**Task to carry out**. Go through the entries below and collect each line with the string "whole" in it.

---------- Recorded data

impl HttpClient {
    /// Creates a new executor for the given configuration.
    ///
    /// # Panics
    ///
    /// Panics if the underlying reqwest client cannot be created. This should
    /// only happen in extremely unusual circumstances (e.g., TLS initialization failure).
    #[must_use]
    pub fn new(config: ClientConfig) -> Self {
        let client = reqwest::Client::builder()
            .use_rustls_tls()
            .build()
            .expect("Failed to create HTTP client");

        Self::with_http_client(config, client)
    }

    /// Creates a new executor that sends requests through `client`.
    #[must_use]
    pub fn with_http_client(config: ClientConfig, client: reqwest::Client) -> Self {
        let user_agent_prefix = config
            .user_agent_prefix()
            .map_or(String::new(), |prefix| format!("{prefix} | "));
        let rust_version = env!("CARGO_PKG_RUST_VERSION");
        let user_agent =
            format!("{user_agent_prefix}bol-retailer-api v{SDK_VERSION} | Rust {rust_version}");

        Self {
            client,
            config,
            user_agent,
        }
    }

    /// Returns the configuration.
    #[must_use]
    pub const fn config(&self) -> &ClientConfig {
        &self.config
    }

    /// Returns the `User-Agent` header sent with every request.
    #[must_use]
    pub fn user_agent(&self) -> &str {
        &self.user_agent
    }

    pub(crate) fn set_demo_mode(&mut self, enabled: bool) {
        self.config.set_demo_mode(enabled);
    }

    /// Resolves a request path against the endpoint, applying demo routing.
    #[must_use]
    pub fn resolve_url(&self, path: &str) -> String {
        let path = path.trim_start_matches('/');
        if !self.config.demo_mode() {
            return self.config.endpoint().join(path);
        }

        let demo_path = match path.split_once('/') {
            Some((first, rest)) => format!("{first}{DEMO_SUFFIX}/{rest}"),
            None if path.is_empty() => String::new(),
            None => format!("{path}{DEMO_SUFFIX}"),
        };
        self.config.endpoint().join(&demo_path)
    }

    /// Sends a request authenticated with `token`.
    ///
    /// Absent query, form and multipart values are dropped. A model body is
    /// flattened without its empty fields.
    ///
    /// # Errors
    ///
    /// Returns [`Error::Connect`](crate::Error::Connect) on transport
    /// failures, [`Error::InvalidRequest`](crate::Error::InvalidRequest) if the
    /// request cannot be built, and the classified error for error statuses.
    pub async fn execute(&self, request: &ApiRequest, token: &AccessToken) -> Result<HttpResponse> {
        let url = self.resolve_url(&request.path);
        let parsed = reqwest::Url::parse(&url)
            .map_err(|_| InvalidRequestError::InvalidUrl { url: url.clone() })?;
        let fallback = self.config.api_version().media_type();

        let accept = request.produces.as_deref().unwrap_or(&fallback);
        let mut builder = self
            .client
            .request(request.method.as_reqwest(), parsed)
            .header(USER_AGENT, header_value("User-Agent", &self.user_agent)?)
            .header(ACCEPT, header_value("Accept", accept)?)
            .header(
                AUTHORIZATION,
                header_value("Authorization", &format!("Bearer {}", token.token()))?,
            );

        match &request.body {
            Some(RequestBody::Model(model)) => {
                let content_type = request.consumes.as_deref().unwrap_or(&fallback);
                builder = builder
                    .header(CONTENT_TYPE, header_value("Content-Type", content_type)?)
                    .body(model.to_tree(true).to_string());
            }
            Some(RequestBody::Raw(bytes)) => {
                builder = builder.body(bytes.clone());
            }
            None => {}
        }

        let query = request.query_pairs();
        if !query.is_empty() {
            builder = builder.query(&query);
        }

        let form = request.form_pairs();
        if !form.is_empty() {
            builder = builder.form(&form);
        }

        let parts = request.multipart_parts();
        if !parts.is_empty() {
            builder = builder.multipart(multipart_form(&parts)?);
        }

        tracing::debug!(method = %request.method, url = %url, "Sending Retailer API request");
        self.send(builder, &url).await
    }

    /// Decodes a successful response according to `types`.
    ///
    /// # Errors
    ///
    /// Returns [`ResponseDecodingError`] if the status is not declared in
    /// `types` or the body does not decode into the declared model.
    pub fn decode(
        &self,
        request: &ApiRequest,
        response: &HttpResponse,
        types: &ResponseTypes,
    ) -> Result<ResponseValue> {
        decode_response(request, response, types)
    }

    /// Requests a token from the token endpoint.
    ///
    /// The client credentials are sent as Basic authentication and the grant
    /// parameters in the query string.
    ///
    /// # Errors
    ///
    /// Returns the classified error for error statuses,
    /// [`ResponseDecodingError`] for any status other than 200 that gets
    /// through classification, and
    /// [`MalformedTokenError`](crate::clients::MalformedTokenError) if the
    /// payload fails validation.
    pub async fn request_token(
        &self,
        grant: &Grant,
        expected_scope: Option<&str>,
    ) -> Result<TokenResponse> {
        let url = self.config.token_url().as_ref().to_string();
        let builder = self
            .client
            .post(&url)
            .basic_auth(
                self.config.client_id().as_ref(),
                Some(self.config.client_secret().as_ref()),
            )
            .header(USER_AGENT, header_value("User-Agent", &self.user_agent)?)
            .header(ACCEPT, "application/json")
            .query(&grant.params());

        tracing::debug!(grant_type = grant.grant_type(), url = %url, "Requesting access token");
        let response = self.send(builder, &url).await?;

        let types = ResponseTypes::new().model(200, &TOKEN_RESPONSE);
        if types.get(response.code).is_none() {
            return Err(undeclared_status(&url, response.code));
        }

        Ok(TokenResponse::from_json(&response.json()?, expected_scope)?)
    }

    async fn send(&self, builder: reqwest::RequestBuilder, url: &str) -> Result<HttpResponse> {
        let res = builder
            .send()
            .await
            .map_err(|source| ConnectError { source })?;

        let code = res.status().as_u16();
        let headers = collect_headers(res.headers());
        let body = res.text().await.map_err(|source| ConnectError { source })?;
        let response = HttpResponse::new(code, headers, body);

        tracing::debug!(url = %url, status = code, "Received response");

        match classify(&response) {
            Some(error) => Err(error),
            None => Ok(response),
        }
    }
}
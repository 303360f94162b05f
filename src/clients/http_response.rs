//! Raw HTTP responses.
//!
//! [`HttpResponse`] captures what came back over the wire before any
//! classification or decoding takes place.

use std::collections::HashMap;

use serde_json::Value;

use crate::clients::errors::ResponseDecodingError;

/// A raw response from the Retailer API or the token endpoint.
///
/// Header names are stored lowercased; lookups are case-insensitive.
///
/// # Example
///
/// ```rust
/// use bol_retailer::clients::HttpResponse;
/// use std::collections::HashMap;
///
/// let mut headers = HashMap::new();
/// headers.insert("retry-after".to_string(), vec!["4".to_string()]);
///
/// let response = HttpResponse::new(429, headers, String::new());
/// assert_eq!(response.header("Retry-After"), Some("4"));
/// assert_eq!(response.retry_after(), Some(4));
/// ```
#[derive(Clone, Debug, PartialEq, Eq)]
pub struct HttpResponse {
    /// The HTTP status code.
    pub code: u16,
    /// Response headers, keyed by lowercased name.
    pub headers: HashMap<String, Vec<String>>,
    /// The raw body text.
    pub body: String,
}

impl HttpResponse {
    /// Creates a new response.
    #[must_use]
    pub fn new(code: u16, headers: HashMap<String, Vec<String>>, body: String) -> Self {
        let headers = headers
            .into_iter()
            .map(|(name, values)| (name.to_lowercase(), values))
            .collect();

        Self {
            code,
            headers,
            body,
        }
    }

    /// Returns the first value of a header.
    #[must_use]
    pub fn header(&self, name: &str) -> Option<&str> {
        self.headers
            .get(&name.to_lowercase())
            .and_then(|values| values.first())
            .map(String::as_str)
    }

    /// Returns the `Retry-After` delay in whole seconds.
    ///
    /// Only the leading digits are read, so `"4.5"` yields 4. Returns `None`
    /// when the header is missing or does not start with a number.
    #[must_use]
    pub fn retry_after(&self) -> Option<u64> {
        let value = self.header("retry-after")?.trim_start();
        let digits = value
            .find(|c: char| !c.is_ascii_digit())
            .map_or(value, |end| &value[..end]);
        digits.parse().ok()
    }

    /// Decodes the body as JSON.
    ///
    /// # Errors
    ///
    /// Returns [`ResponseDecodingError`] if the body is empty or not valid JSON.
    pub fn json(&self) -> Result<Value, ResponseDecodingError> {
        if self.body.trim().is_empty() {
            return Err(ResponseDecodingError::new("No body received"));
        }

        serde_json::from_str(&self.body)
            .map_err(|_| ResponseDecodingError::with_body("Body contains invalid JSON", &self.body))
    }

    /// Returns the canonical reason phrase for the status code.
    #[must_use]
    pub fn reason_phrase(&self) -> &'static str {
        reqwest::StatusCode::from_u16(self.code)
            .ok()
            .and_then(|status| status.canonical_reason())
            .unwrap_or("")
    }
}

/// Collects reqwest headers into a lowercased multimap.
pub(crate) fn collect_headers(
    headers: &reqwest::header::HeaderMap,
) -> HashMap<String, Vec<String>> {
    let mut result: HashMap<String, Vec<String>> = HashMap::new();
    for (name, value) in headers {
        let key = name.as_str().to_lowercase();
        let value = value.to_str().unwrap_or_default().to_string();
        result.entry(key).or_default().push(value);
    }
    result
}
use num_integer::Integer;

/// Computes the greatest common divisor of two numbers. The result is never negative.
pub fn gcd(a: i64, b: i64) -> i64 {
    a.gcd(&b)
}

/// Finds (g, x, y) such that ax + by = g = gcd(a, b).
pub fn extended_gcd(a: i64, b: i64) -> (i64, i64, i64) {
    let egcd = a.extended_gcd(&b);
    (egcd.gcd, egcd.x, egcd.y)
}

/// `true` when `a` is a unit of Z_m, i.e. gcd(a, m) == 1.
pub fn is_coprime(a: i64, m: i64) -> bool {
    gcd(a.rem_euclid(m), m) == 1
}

--------------------
---------- Recorded data

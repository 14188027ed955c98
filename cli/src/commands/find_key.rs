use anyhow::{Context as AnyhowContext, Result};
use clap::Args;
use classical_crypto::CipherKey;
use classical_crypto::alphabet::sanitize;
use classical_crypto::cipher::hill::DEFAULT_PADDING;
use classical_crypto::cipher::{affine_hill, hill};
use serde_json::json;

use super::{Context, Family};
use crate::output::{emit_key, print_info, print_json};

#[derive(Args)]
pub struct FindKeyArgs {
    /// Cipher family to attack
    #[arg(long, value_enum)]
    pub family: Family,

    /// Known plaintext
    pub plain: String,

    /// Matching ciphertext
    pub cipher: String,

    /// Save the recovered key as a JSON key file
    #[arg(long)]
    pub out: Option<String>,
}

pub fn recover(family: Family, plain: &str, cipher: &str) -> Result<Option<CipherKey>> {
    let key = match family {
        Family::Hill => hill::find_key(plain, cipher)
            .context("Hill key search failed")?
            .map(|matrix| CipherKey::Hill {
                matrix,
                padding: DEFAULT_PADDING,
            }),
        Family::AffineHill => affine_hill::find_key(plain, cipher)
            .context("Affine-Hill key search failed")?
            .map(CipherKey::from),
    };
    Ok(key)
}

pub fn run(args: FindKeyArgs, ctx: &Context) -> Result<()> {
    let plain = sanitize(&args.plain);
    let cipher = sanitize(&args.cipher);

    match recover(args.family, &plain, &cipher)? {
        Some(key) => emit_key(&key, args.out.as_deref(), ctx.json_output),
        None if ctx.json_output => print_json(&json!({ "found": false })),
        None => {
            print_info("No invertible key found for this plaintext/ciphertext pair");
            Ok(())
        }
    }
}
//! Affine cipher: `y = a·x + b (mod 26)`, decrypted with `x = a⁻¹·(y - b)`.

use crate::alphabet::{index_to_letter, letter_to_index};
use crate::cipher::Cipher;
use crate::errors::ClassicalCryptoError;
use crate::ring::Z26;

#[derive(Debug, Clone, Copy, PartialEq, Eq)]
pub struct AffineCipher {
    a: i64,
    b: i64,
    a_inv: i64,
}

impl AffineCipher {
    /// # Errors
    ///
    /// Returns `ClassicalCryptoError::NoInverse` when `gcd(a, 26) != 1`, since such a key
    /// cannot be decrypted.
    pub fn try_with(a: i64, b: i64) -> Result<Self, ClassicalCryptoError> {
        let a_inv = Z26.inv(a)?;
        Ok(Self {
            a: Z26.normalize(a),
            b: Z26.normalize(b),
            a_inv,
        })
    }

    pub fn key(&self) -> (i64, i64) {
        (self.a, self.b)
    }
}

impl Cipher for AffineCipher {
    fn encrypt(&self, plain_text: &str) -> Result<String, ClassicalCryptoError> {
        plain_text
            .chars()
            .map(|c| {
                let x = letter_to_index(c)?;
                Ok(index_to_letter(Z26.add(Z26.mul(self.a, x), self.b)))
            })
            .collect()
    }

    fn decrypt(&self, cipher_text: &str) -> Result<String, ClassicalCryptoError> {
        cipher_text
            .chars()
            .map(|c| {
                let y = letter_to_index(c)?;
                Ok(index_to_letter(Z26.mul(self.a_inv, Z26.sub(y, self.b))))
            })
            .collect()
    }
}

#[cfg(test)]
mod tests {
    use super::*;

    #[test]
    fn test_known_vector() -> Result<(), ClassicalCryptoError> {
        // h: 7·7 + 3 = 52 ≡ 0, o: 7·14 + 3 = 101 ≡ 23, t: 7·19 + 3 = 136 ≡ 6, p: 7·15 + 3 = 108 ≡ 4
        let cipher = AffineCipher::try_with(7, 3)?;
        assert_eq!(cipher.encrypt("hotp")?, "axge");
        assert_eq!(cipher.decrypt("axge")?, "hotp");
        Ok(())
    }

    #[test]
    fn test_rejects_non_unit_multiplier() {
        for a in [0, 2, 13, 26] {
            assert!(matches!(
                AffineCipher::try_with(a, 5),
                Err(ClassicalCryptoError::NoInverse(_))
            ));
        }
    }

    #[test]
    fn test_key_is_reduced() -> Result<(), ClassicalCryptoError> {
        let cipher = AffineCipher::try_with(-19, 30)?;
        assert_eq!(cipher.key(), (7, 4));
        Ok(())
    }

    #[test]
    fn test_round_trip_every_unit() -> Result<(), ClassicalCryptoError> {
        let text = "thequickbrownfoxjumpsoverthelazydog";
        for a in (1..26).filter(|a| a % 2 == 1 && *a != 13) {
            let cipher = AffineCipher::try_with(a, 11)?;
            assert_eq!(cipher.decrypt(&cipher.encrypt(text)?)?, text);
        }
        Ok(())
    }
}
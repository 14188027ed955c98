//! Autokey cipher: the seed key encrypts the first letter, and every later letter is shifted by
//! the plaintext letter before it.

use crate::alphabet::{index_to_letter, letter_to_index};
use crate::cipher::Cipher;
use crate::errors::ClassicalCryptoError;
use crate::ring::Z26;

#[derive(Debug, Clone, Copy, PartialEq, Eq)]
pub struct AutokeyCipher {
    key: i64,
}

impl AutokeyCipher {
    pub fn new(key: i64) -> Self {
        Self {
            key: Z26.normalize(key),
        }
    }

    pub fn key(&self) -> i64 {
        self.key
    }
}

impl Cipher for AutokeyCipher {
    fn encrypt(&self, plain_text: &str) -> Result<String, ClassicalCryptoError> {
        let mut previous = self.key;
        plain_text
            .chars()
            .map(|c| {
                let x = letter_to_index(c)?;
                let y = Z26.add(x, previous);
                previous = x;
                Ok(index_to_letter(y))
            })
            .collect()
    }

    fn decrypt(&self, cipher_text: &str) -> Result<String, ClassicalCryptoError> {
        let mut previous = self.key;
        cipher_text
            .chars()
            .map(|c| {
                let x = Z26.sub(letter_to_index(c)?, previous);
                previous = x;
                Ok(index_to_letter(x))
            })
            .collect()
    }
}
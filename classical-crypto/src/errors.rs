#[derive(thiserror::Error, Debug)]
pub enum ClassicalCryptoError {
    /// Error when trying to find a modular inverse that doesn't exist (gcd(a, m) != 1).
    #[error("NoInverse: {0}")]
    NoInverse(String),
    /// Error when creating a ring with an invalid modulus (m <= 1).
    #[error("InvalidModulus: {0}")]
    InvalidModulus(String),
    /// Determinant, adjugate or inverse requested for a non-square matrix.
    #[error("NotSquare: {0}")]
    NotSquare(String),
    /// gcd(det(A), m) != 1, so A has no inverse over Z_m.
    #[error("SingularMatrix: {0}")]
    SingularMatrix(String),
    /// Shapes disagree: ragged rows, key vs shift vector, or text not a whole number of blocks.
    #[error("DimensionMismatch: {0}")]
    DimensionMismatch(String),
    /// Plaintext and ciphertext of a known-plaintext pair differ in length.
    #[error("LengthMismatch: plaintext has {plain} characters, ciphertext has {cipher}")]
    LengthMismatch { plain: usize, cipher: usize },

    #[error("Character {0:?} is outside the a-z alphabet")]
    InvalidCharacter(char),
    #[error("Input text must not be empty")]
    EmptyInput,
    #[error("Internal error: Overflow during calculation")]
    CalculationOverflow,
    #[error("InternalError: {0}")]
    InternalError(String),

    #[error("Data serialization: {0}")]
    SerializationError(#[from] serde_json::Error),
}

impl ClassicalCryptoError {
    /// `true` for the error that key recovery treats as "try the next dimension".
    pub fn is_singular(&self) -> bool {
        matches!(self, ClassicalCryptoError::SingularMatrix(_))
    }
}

--------------------

**Answer area**.
    /// Returns the `Retry-After` delay in whole seconds.
    /// Shapes disagree: ragged rows, key vs shift vector, or text not a whole number of blocks.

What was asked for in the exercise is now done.